- Data supplied -
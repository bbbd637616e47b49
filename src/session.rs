//! Session protocol client.
//!
//! One query at a time per [`SessionClient`]. A spawned reader task owns the
//! response stream and is the only writer of protocol state; cancellation
//! reaches it through a [`CancellationToken`] and resolves the shared
//! [`CompletionSignal`] directly, so whichever of cancel, finish frame, end
//! of stream or failure gets there first decides the outcome.

use std::sync::atomic::{AtomicBool, AtomicU64, Ordering};
use std::sync::{Arc, Mutex, MutexGuard, PoisonError};

use tokio::sync::oneshot;
use tokio_util::sync::CancellationToken;
use tracing::{debug, error, info, warn};

use crate::error::ClientError;
use crate::transport::{Endpoint, Transport};
use crate::wire::{Frame, Message, QueryParams, Request, SessionStatus, StopRequest};

/// Receives everything a running session produces. Called from the reader
/// task, never while session locks are held, so implementations may call
/// back into [`SessionHandle::cancel`].
pub trait SessionObserver: Send + Sync {
    fn on_messages(&self, messages: Vec<Message>);
    fn on_error(&self, error: &ClientError);
    fn on_no_reference(&self, junit_version: &str);
}

#[derive(Debug)]
pub enum SessionOutcome {
    /// The server sent `status: finish`.
    Finished,
    /// The stream closed after start without a finish status.
    Ended,
    Cancelled,
    Failed(ClientError),
}

impl SessionOutcome {
    pub fn label(&self) -> &'static str {
        match self {
            Self::Finished => "finished",
            Self::Ended => "ended",
            Self::Cancelled => "cancelled",
            Self::Failed(_) => "failed",
        }
    }
}

#[derive(Debug, Clone, PartialEq, Eq)]
pub enum ProtocolState {
    BeforeStart,
    Started { session_id: Option<String> },
    Finished,
}

#[derive(Debug, Clone, PartialEq, Eq)]
pub enum Step {
    Started(Option<String>),
    Messages(Vec<Message>),
    NoReference(String),
    Finished,
    Ignored,
}

impl ProtocolState {
    pub fn advance(&mut self, frame: Frame) -> Result<Step, ClientError> {
        match self {
            Self::BeforeStart => match frame {
                Frame::Status {
                    status: SessionStatus::Start,
                    session_id,
                } => {
                    *self = Self::Started {
                        session_id: session_id.clone(),
                    };
                    Ok(Step::Started(session_id))
                }
                other => Err(ClientError::protocol(format!(
                    "expected a start status, received {}",
                    other.kind()
                ))),
            },
            Self::Started { .. } => match frame {
                Frame::Status {
                    status: SessionStatus::Start,
                    ..
                } => Err(ClientError::protocol("duplicate start status")),
                Frame::Status {
                    status: SessionStatus::Finish,
                    ..
                } => {
                    *self = Self::Finished;
                    Ok(Step::Finished)
                }
                Frame::MessageBatch { messages, .. } => Ok(Step::Messages(messages)),
                Frame::NoReference { junit_version, .. } => Ok(Step::NoReference(junit_version)),
            },
            // Late frames on a still-open connection are expected noise.
            Self::Finished => Ok(Step::Ignored),
        }
    }
}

- Exercise directions -
Whenever "Failed" occurs in a line above, copy that line.

- Solution to the problem -
    Failed(ClientError),
            Self::Failed(_) => "failed",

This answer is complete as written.